In 1900 the Musée social gave 1,200 written replies and 3,299 oral consultations. Under pressure from economists and the followers of Louis Pasteur the institute moved from supporting a philanthropic approach to handling social issues to one of greater state intervention.

In 1903 the architect and influential urban planner Eugène Hénard proposed using the land reserved for the obsolete Paris fortifications as the basis for a belt of parks.
Hénard wanted to develop better radial thoroughfares, and to take the opportunity presented by demolition of the old city fortifications to build a ring road and new parks and housing.
This was supported by the Musée Social, which in 1910 asked citizens to vote in the forthcoming elections for candidates who backed the parkland and urban conservation programs.

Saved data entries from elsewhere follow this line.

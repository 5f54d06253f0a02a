// SPDX-FileCopyrightText: Copyright (c) 2018-2025 slowtec GmbH <post@slowtec.de>
// SPDX-License-Identifier: MIT OR Apache-2.0

//! The protocol engine.
//!
//! A [`Protocol`] owns a [`Connection`] and a [`Transport`]. Its read loop
//! runs on one thread and publishes every frame it reads, while frames may
//! be sent from any thread. Everything that happens is reported through
//! four [`Event`]s: frames received, frames sent, connection changes and
//! errors.

use std::{
    fmt, io,
    sync::Arc,
    thread::{self, JoinHandle, ThreadId},
    time::{Duration, Instant},
};

use parking_lot::{Condvar, Mutex};

use crate::{
    codec::Transport,
    connection::Connection,
    error::{Error, Result},
    event::{Dispatch, Event},
};

mod master;
mod slave;

pub use self::{
    master::Master,
    slave::{Command, Slave},
};

/// Lifecycle of a [`Protocol`].
#[cfg_attr(feature = "serde", derive(serde::Serialize, serde::Deserialize))]
#[derive(Debug, Clone, Copy, PartialEq, Eq)]
pub enum State {
    /// Never started.
    Idle,
    Connecting,
    /// The read loop is running.
    Reading,
    /// Termination was requested.
    Stopping,
    /// The read loop has ended.
    Disconnected,
}

#[cfg_attr(feature = "serde", derive(serde::Serialize, serde::Deserialize))]
#[derive(Debug, Clone, Copy, PartialEq, Eq)]
pub enum ConnectionEvent {
    Connected,
    Disconnected,
}

#[cfg_attr(feature = "serde", derive(serde::Serialize, serde::Deserialize))]
#[derive(Debug, Clone, PartialEq, Eq)]
pub struct ProtocolConfig {
    /// How long [`Protocol::stop`] waits for the read loop before the
    /// connection is closed underneath it.
    pub stop_timeout: Duration,
    pub dispatch: Dispatch,
}

impl ProtocolConfig {
    pub const DEFAULT_STOP_TIMEOUT: Duration = Duration::from_secs(1);

    #[must_use]
    pub fn stop_timeout(mut self, timeout: Duration) -> Self {
        self.stop_timeout = timeout;
        self
    }

    #[must_use]
    pub fn dispatch(mut self, dispatch: Dispatch) -> Self {
        self.dispatch = dispatch;
        self
    }
}

impl Default for ProtocolConfig {
    fn default() -> Self {
        Self {
            stop_timeout: Self::DEFAULT_STOP_TIMEOUT,
            dispatch: Dispatch::default(),
        }
    }
}

/// Drives a transport over a connection.
pub struct Protocol<T: Transport> {
    connection: Mutex<Box<dyn Connection>>,
    transport: T,
    state: Mutex<State>,
    state_changed: Condvar,
    stop_timeout: Mutex<Duration>,
    worker: Mutex<Option<ThreadId>>,
    received: Event<T::Frame>,
    sent: Event<T::Frame>,
    connection_changed: Event<ConnectionEvent>,
    errors: Event<Error>,
}

impl<T: Transport> Protocol<T> {
    pub fn new(connection: impl Connection + 'static, transport: T) -> Self {
        Self::with_config(connection, transport, ProtocolConfig::default())
    }

    pub fn with_config(
        connection: impl Connection + 'static,
        transport: T,
        config: ProtocolConfig,
    ) -> Self {
        let protocol = Self {
            connection: Mutex::new(Box::new(connection)),
            transport,
            state: Mutex::new(State::Idle),
            state_changed: Condvar::new(),
            stop_timeout: Mutex::new(config.stop_timeout),
            worker: Mutex::new(None),
            received: Event::new("frame-received"),
            sent: Event::new("frame-sent"),
            connection_changed: Event::new("connection-changed"),
            errors: Event::new("error"),
        };
        protocol.set_dispatch(config.dispatch);
        protocol
    }

    pub const fn transport(&self) -> &T {
        &self.transport
    }

    /// Frames read by the read loop, in stream order.
    pub const fn frame_received(&self) -> &Event<T::Frame> {
        &self.received
    }

    /// Frames written successfully.
    pub const fn frame_sent(&self) -> &Event<T::Frame> {
        &self.sent
    }

    pub const fn connection_changed(&self) -> &Event<ConnectionEvent> {
        &self.connection_changed
    }

    /// Decode errors and I/O failures.
    pub const fn errors(&self) -> &Event<Error> {
        &self.errors
    }

    #[must_use]
    pub fn state(&self) -> State {
        *self.state.lock()
    }

    #[must_use]
    pub fn is_connected(&self) -> bool {
        self.connection.lock().is_connected()
    }

    pub fn set_timeout(&self, stop_timeout: Duration) {
        *self.stop_timeout.lock() = stop_timeout;
    }

    /// Change the dispatch policy of all four events.
    pub fn set_dispatch(&self, dispatch: Dispatch) {
        self.received.set_dispatch(dispatch);
        self.sent.set_dispatch(dispatch);
        self.connection_changed.set_dispatch(dispatch);
        self.errors.set_dispatch(dispatch);
    }

    /// Open the connection and hand its channels to the transport.
    ///
    /// Does nothing if the connection is already open and attached.
    pub fn connect(&self) -> Result<()> {
        {
            let mut connection = self.connection.lock();
            if connection.is_connected() && self.transport.stream().is_attached() {
                return Ok(());
            }
            connection.open()?;
            let channels = connection
                .input()
                .and_then(|input| Ok((input, connection.output()?)));
            let (input, output) = match channels {
                Ok(channels) => channels,
                Err(err) => {
                    connection.close();
                    return Err(err.into());
                }
            };
            self.transport.initialize(input, output);
        }
        debug!("Connected");
        self.connection_changed.publish(ConnectionEvent::Connected);
        Ok(())
    }

    /// Close the connection. Does nothing if it is closed already.
    pub fn disconnect(&self) {
        {
            let mut connection = self.connection.lock();
            if !connection.is_connected() {
                return;
            }
            connection.close();
        }
        debug!("Disconnected");
        self.connection_changed
            .publish(ConnectionEvent::Disconnected);
    }

    /// Connect and read frames until stopped or the connection fails.
    ///
    /// Blocks the calling thread. Returns the I/O error that ended the
    /// read loop, if any.
    pub fn run(&self) -> Result<()> {
        {
            let mut state = self.state.lock();
            if !matches!(*state, State::Idle | State::Disconnected) {
                return Err(Error::invalid_argument(format!(
                    "Protocol is already running ({:?})",
                    *state
                )));
            }
            *state = State::Connecting;
        }
        *self.worker.lock() = Some(thread::current().id());
        let result = match self.connect().and_then(|()| self.read_loop()) {
            // closing the connection is how a blocked read gets stopped
            Err(err) if err.is_io() && self.state() == State::Stopping => {
                debug!("Read loop ended while stopping: {err}");
                Ok(())
            }
            Err(err) => {
                error!("Protocol terminated: {err}");
                self.errors.publish(err.clone());
                Err(err)
            }
            Ok(()) => Ok(()),
        };
        self.disconnect();
        self.transport.stream().detach();
        self.worker.lock().take();
        self.set_state(State::Disconnected);
        result
    }

    /// Run the read loop on a thread of its own.
    pub fn start(self: &Arc<Self>) -> io::Result<JoinHandle<Result<()>>> {
        let protocol = Arc::clone(self);
        thread::Builder::new()
            .name("protocol-reader".into())
            .spawn(move || protocol.run())
    }

    fn read_loop(&self) -> Result<()> {
        {
            let mut state = self.state.lock();
            if *state != State::Connecting {
                return Ok(());
            }
            *state = State::Reading;
        }
        debug!("Reading frames");
        while self.state() == State::Reading {
            match self.transport.read() {
                Ok(frame) => self.received.publish(frame),
                Err(err) if err.is_idle() => {}
                Err(err) if err.is_io() => return Err(err),
                Err(err) => {
                    warn!("Discarded invalid frame: {err}");
                    self.errors.publish(err);
                }
            }
        }
        Ok(())
    }

    /// Write one frame.
    ///
    /// A failed write stops the read loop.
    pub fn send(&self, frame: &T::Frame) -> Result<()> {
        if let Err(err) = self.transport.write(frame) {
            error!("Failed to send frame: {err}");
            self.request_stop();
            self.disconnect();
            self.errors.publish(err.clone());
            return Err(err);
        }
        self.sent.publish(frame.clone());
        Ok(())
    }

    /// End the read loop and close the connection.
    ///
    /// Waits up to the stop timeout for the read loop to notice, then
    /// closes the connection to release a blocked read.
    pub fn stop(&self) {
        let running = self.request_stop();
        let on_worker = *self.worker.lock() == Some(thread::current().id());
        if running && !on_worker {
            let timeout = *self.stop_timeout.lock();
            if !self.wait_for(State::Disconnected, timeout) {
                debug!("Read loop still running after {timeout:?}, closing connection");
            }
        }
        self.disconnect();
        if running && !on_worker {
            let timeout = *self.stop_timeout.lock();
            self.wait_for(State::Disconnected, timeout);
        }
    }

    /// Returns `true` if the read loop was running.
    fn request_stop(&self) -> bool {
        let mut state = self.state.lock();
        match *state {
            State::Connecting | State::Reading => {
                *state = State::Stopping;
                self.state_changed.notify_all();
                true
            }
            State::Stopping => true,
            State::Idle | State::Disconnected => false,
        }
    }

    fn set_state(&self, next: State) {
        let mut state = self.state.lock();
        trace!("State {:?} -> {next:?}", *state);
        *state = next;
        self.state_changed.notify_all();
    }

    fn wait_for(&self, target: State, timeout: Duration) -> bool {
        let deadline = Instant::now() + timeout;
        let mut state = self.state.lock();
        while *state != target {
            if self
                .state_changed
                .wait_until(&mut state, deadline)
                .timed_out()
            {
                return *state == target;
            }
        }
        true
    }
}

impl<T: Transport> fmt::Debug for Protocol<T> {
    fn fmt(&self, f: &mut fmt::Formatter<'_>) -> fmt::Result {
        f.debug_struct("Protocol")
            .field("state", &self.state())
            .finish_non_exhaustive()
    }
}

In 1908 Hénard headed one of two committees of the Musee Social.
His committee was responsible for identifying urban and rural hygiene problems and proposing solutions, while the other committee was to draft legislation and find legal methods for implementing his group's proposals.
In November 1911 Henri Prost was assigned to assist Hénard, since he was in poor health.
Hénard proposed new housing units with a staggered arrangement so as to maximize the light received by each apartment and to create more recreational space.
He received strong support from the Musée Social and from other urban planners, but was opposed by real estate investors who feared the impact of his planned 75,000 apartment units. After World War I (1914-1918) most of the fortifications area that was to be used for his projects was instead sold in independent parcels to various developers.

==Later years==

After World War II the institute became less influential, reverting to a research and documentation role.
In 1963 it merged with the Office central des œuvres de bienfaisance (OCOB: Central Office for Charities) which evaluated and coordinated charities to ensure effective use of funds.
The new organization was called the Centre d’études, de documentation, d’information et d’action sociales - Musée social (CEDIAS: Centre for Studies, Documentation, Information and Social Action - Social museum).